### EXERCISE PROMPT
When you reach the line with "repository 3869340b5ffa4ac8" in the data below, begin printing lines exactly, and stop once the line with "into a key-value" has been printed.

### Collected data
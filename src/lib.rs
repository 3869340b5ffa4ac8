//! Velostore - velocity rules over a key-value shadow store
//!
//! Velostore records weighted, timestamped events against composite entity
//! keys and evaluates sliding-window threshold rules over them. Underneath
//! sits a shadow store that mirrors structured records into a key-value
//! store with hash, set and range indexes, leased record locks, and a
//! request-scoped unit of work that buffers writes until commit.
//!
//! # Quick Start
//!
//! ```
//! use velostore::{EventRequest, EventType, RecordId, RequiredField, Rule, Trigger, VelocityConfig, VelocityEngine};
//!
//! let engine = VelocityEngine::in_memory(VelocityConfig::default())?;
//! engine.register_type(
//!     EventType::new("login_failed")
//!         .requiring(RequiredField::Principal)
//!         .with_rule(Rule::new(300, 3, Trigger::Above).with_param("reason", "too many attempts")),
//! )?;
//!
//! let mut uow = engine.begin();
//! let eval = engine.create_event(
//!     &mut uow,
//!     EventRequest::new("login_failed").principal(RecordId::Persisted(42)),
//! )?;
//! assert!(eval.violation.is_none());
//! uow.commit()?;
//! # Ok::<(), velostore::VeloError>(())
//! ```
//!
//! # Architecture
//!
//! | crate | role |
//! |---|---|
//! | `velostore-core` | ids, timestamps, schemas, traits, errors |
//! | `velostore-storage` | store commands, client, pipelines, backends |
//! | `velostore-primitives` | typed shadow records and their indexes |
//! | `velostore-concurrency` | leased locks and the unit of work |
//! | `velostore-engine` | event types, rules and the velocity engine |

pub use velostore_concurrency::{
    CommitSummary, LockCallback, LockConfig, LockKey, LockManager, LockOwner, MessagePayload,
    MessageRouting, PendingOperations, UnitOfWork, UnitOfWorkStatus,
};
pub use velostore_core::{
    FieldTransform, FieldValue, HashIndexDef, IndexField, KvBackend, RangeIndexDef, RecordId,
    RecordSchema, RequiredField, ScoreBound, SetIndexDef, ShadowRecord, Timestamp, VeloError,
    VeloResult,
};
pub use velostore_engine::{
    ActionCall, ActionRegistry, AuditEntry, AuditTrail, CancellationTokens, Evaluation,
    EvaluationMode, Event, EventKey, EventQuery, EventRequest, EventType, NoRelatedLocks,
    RelatedLocks, Rule, RuleAction, StandardRelatedLocks, SyncMode, Trigger, TypeRef,
    VelocityConfig, VelocityEngine,
};
pub use velostore_primitives::{ScoreRange, ShadowStore};
pub use velostore_storage::{KvClient, MemoryBackend, Pipeline, StorePool, TracedBackend};

#[cfg(feature = "redis")]
pub use velostore_storage::RedisBackend;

### ANSWER SPACE
repository 3869340b5ffa4ac8
//! Velostore - velocity rules over a key-value shadow store
//!
//! Velostore records weighted, timestamped events against composite entity
//! keys and evaluates sliding-window threshold rules over them. Underneath
//! sits a shadow store that mirrors structured records into a key-value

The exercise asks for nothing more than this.